- Your objective: In full and without change, transcribe the records below.

- Given records:
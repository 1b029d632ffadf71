//! Property-based tests for the volume filter
//!
//! These tests use proptest to verify streaming invariants across random
//! inputs, chunkings and multipliers.

use pcm_volume::{SampleFormat, VolumeFilter};
use proptest::prelude::*;

fn any_format() -> impl Strategy<Value = SampleFormat> {
    prop::sample::select(SampleFormat::ALL.to_vec())
}

/// Encode logical sample values in `format`
fn encode(format: SampleFormat, values: &[i64]) -> Vec<u8> {
    values
        .iter()
        .flat_map(|&v| match format {
            SampleFormat::S16le => (v as i16).to_le_bytes().to_vec(),
            SampleFormat::S16be => (v as i16).to_be_bytes().to_vec(),
            SampleFormat::S32le => (v as i32).to_le_bytes().to_vec(),
            SampleFormat::S32be => (v as i32).to_be_bytes().to_vec(),
        })
        .collect()
}

/// Decode whole samples in `format`
fn decode(format: SampleFormat, bytes: &[u8]) -> Vec<i64> {
    bytes
        .chunks_exact(format.width())
        .map(|frame| match format {
            SampleFormat::S16le => i16::from_le_bytes([frame[0], frame[1]]) as i64,
            SampleFormat::S16be => i16::from_be_bytes([frame[0], frame[1]]) as i64,
            SampleFormat::S32le => {
                i32::from_le_bytes([frame[0], frame[1], frame[2], frame[3]]) as i64
            }
            SampleFormat::S32be => {
                i32::from_be_bytes([frame[0], frame[1], frame[2], frame[3]]) as i64
            }
        })
        .collect()
}

/// Split `data` at the given cut points (taken modulo the length)
fn split_at_cuts(data: &[u8], cuts: &[usize]) -> Vec<Vec<u8>> {
    if data.is_empty() {
        return vec![Vec::new()];
    }
    let mut points: Vec<usize> = cuts.iter().map(|c| c % (data.len() + 1)).collect();
    points.push(0);
    points.push(data.len());
    points.sort_unstable();

    points
        .windows(2)
        .map(|w| data[w[0]..w[1]].to_vec())
        .collect()
}

fn feed(filter: &mut VolumeFilter, chunks: &[Vec<u8>]) -> Vec<u8> {
    let mut out = Vec::new();
    for chunk in chunks {
        filter.process_into(chunk, &mut out);
    }
    out
}

proptest! {
    /// Property: unity volume returns the aligned prefix byte-for-byte
    #[test]
    fn unity_volume_is_byte_exact(
        format in any_format(),
        data in prop::collection::vec(any::<u8>(), 0..512),
    ) {
        let mut filter = VolumeFilter::new(format);
        let out = filter.process(&data);
        let aligned = data.len() - data.len() % format.width();

        prop_assert_eq!(&out[..], &data[..aligned]);
        prop_assert_eq!(filter.pending(), data.len() - aligned);
    }

    /// Property: any chunking yields the same output as a single call
    #[test]
    fn chunking_does_not_change_output(
        format in any_format(),
        volume in prop_oneof![Just(1.0f64), 0.0f64..4.0],
        data in prop::collection::vec(any::<u8>(), 0..512),
        cuts in prop::collection::vec(any::<usize>(), 0..16),
    ) {
        let mut whole = VolumeFilter::with_volume(format, volume).unwrap();
        let expected = whole.process(&data);

        let mut chunked = VolumeFilter::with_volume(format, volume).unwrap();
        let actual = feed(&mut chunked, &split_at_cuts(&data, &cuts));

        prop_assert_eq!(actual, expected);
        prop_assert_eq!(chunked.pending(), whole.pending());
    }

    /// Property: no bytes are lost or invented
    #[test]
    fn bytes_are_conserved(
        format in any_format(),
        volume in 0.0f64..8.0,
        data in prop::collection::vec(any::<u8>(), 0..512),
        cuts in prop::collection::vec(any::<usize>(), 0..16),
    ) {
        let mut filter = VolumeFilter::with_volume(format, volume).unwrap();
        let out = feed(&mut filter, &split_at_cuts(&data, &cuts));

        prop_assert!(filter.pending() < format.width());
        prop_assert_eq!(out.len() % format.width(), 0);
        prop_assert_eq!(out.len() + filter.finish(), data.len());
    }

    /// Property: every sample is scaled, truncated toward zero, then clamped
    #[test]
    fn samples_follow_truncating_saturating_rule(
        format in any_format(),
        volume in 0.0f64..16.0,
        seed in prop::collection::vec(any::<i32>(), 1..64),
    ) {
        let values: Vec<i64> = seed
            .iter()
            .map(|&v| v as i64 % (format.max_value() + 1))
            .collect();
        let mut filter = VolumeFilter::with_volume(format, volume).unwrap();
        let out = decode(format, &filter.process(&encode(format, &values)));

        for (input, output) in values.iter().zip(out) {
            let expected = if volume == 1.0 {
                *input
            } else {
                ((*input as f64 * volume).trunc() as i64)
                    .clamp(format.min_value(), format.max_value())
            };
            prop_assert_eq!(output, expected);
        }
    }

    /// Property: negative samples truncate toward zero, never toward -inf
    #[test]
    fn negative_fractions_truncate_toward_zero(
        format in any_format(),
        magnitude in 1i64..30000,
    ) {
        let mut filter = VolumeFilter::with_volume(format, 0.5).unwrap();
        let out = decode(format, &filter.process(&encode(format, &[-magnitude, magnitude])));

        prop_assert_eq!(out[0], -(magnitude / 2));
        prop_assert_eq!(out[1], magnitude / 2);
        prop_assert_eq!(out[0], -out[1]);
    }

    /// Property: little- and big-endian outputs are per-sample byte reversals
    #[test]
    fn byte_order_only_affects_layout(
        wide in any::<bool>(),
        volume in 0.0f64..4.0,
        seed in prop::collection::vec(any::<i16>(), 1..64),
    ) {
        let (le, be) = if wide {
            (SampleFormat::S32le, SampleFormat::S32be)
        } else {
            (SampleFormat::S16le, SampleFormat::S16be)
        };
        let values: Vec<i64> = seed.iter().map(|&v| v as i64).collect();

        let little = VolumeFilter::with_volume(le, volume).unwrap().process(&encode(le, &values));
        let big = VolumeFilter::with_volume(be, volume).unwrap().process(&encode(be, &values));

        prop_assert_eq!(decode(le, &little), decode(be, &big));
        for (l, b) in little.chunks_exact(le.width()).zip(big.chunks_exact(be.width())) {
            let mut reversed = b.to_vec();
            reversed.reverse();
            prop_assert_eq!(l, &reversed[..]);
        }
    }

    /// Property: zero volume mutes everything and keeps length
    #[test]
    fn zero_volume_mutes(
        format in any_format(),
        data in prop::collection::vec(any::<u8>(), 0..256),
    ) {
        let mut filter = VolumeFilter::with_volume(format, 0.0).unwrap();
        let out = filter.process(&data);

        prop_assert_eq!(out.len(), data.len() - data.len() % format.width());
        prop_assert!(out.iter().all(|&b| b == 0));
    }
}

- Answer to this exercise:
repository 1b029d632ffadf71
//! Property-based tests for the volume filter
//!
//! These tests use proptest to verify streaming invariants across random
//! inputs, chunkings and multipliers.

use pcm_volume::{SampleFormat, VolumeFilter};
use proptest::prelude::*;

fn any_format() -> impl Strategy<Value = SampleFormat> {
    prop::sample::select(SampleFormat::ALL.to_vec())
}

/// Encode logical sample values in `format`
fn encode(format: SampleFormat, values: &[i64]) -> Vec<u8> {
    values
        .iter()
        .flat_map(|&v| match format {
            SampleFormat::S16le => (v as i16).to_le_bytes().to_vec(),
            SampleFormat::S16be => (v as i16).to_be_bytes().to_vec(),
            SampleFormat::S32le => (v as i32).to_le_bytes().to_vec(),
            SampleFormat::S32be => (v as i32).to_be_bytes().to_vec(),
        })
        .collect()
}

/// Decode whole samples in `format`
fn decode(format: SampleFormat, bytes: &[u8]) -> Vec<i64> {
    bytes
        .chunks_exact(format.width())
        .map(|frame| match format {
            SampleFormat::S16le => i16::from_le_bytes([frame[0], frame[1]]) as i64,
            SampleFormat::S16be => i16::from_be_bytes([frame[0], frame[1]]) as i64,
            SampleFormat::S32le => {
                i32::from_le_bytes([frame[0], frame[1], frame[2], frame[3]]) as i64
            }
            SampleFormat::S32be => {
                i32::from_be_bytes([frame[0], frame[1], frame[2], frame[3]]) as i64
            }
        })
        .collect()
}

/// Split `data` at the given cut points (taken modulo the length)
fn split_at_cuts(data: &[u8], cuts: &[usize]) -> Vec<Vec<u8>> {
    if data.is_empty() {
        return vec![Vec::new()];
    }
    let mut points: Vec<usize> = cuts.iter().map(|c| c % (data.len() + 1)).collect();
    points.push(0);
    points.push(data.len());
    points.sort_unstable();

    points
        .windows(2)
        .map(|w| data[w[0]..w[1]].to_vec())
        .collect()
}

fn feed(filter: &mut VolumeFilter, chunks: &[Vec<u8>]) -> Vec<u8> {
    let mut out = Vec::new();
    for chunk in chunks {
        filter.process_into(chunk, &mut out);
    }
    out
}

proptest! {
    /// Property: unity volume returns the aligned prefix byte-for-byte
    #[test]
    fn unity_volume_is_byte_exact(
        format in any_format(),
        data in prop::collection::vec(any::<u8>(), 0..512),
    ) {
        let mut filter = VolumeFilter::new(format);
        let out = filter.process(&data);
        let aligned = data.len() - data.len() % format.width();

        prop_assert_eq!(&out[..], &data[..aligned]);
        prop_assert_eq!(filter.pending(), data.len() - aligned);
    }

    /// Property: any chunking yields the same output as a single call
    #[test]
    fn chunking_does_not_change_output(
        format in any_format(),
        volume in prop_oneof![Just(1.0f64), 0.0f64..4.0],
        data in prop::collection::vec(any::<u8>(), 0..512),
        cuts in prop::collection::vec(any::<usize>(), 0..16),
    ) {
        let mut whole = VolumeFilter::with_volume(format, volume).unwrap();
        let expected = whole.process(&data);

        let mut chunked = VolumeFilter::with_volume(format, volume).unwrap();
        let actual = feed(&mut chunked, &split_at_cuts(&data, &cuts));

        prop_assert_eq!(actual, expected);
        prop_assert_eq!(chunked.pending(), whole.pending());
    }

    /// Property: no bytes are lost or invented
    #[test]
    fn bytes_are_conserved(
        format in any_format(),
        volume in 0.0f64..8.0,
        data in prop::collection::vec(any::<u8>(), 0..512),
        cuts in prop::collection::vec(any::<usize>(), 0..16),
    ) {
        let mut filter = VolumeFilter::with_volume(format, volume).unwrap();
        let out = feed(&mut filter, &split_at_cuts(&data, &cuts));

        prop_assert!(filter.pending() < format.width());
        prop_assert_eq!(out.len() % format.width(), 0);
        prop_assert_eq!(out.len() + filter.finish(), data.len());
    }

    /// Property: every sample is scaled, truncated toward zero, then clamped
    #[test]
    fn samples_follow_truncating_saturating_rule(
        format in any_format(),
        volume in 0.0f64..16.0,
        seed in prop::collection::vec(any::<i32>(), 1..64),
    ) {
        let values: Vec<i64> = seed
            .iter()
            .map(|&v| v as i64 % (format.max_value() + 1))
            .collect();
        let mut filter = VolumeFilter::with_volume(format, volume).unwrap();
        let out = decode(format, &filter.process(&encode(format, &values)));

        for (input, output) in values.iter().zip(out) {
            let expected = if volume == 1.0 {
                *input
            } else {
                ((*input as f64 * volume).trunc() as i64)
                    .clamp(format.min_value(), format.max_value())
            };
            prop_assert_eq!(output, expected);
        }
    }

    /// Property: negative samples truncate toward zero, never toward -inf
    #[test]
    fn negative_fractions_truncate_toward_zero(
        format in any_format(),
        magnitude in 1i64..30000,
    ) {
        let mut filter = VolumeFilter::with_volume(format, 0.5).unwrap();
        let out = decode(format, &filter.process(&encode(format, &[-magnitude, magnitude])));

        prop_assert_eq!(out[0], -(magnitude / 2));
        prop_assert_eq!(out[1], magnitude / 2);
        prop_assert_eq!(out[0], -out[1]);
    }

    /// Property: little- and big-endian outputs are per-sample byte reversals
    #[test]
    fn byte_order_only_affects_layout(
        wide in any::<bool>(),
        volume in 0.0f64..4.0,
        seed in prop::collection::vec(any::<i16>(), 1..64),
    ) {
        let (le, be) = if wide {
            (SampleFormat::S32le, SampleFormat::S32be)
        } else {
            (SampleFormat::S16le, SampleFormat::S16be)
        };
        let values: Vec<i64> = seed.iter().map(|&v| v as i64).collect();

        let little = VolumeFilter::with_volume(le, volume).unwrap().process(&encode(le, &values));
        let big = VolumeFilter::with_volume(be, volume).unwrap().process(&encode(be, &values));

        prop_assert_eq!(decode(le, &little), decode(be, &big));
        for (l, b) in little.chunks_exact(le.width()).zip(big.chunks_exact(be.width())) {
            let mut reversed = b.to_vec();
            reversed.reverse();
            prop_assert_eq!(l, &reversed[..]);
        }
    }

    /// Property: zero volume mutes everything and keeps length
    #[test]
    fn zero_volume_mutes(
        format in any_format(),
        data in prop::collection::vec(any::<u8>(), 0..256),
    ) {
        let mut filter = VolumeFilter::with_volume(format, 0.0).unwrap();
        let out = filter.process(&data);

        prop_assert_eq!(out.len(), data.len() - data.len() % format.width());
        prop_assert!(out.iter().all(|&b| b == 0));
    }
}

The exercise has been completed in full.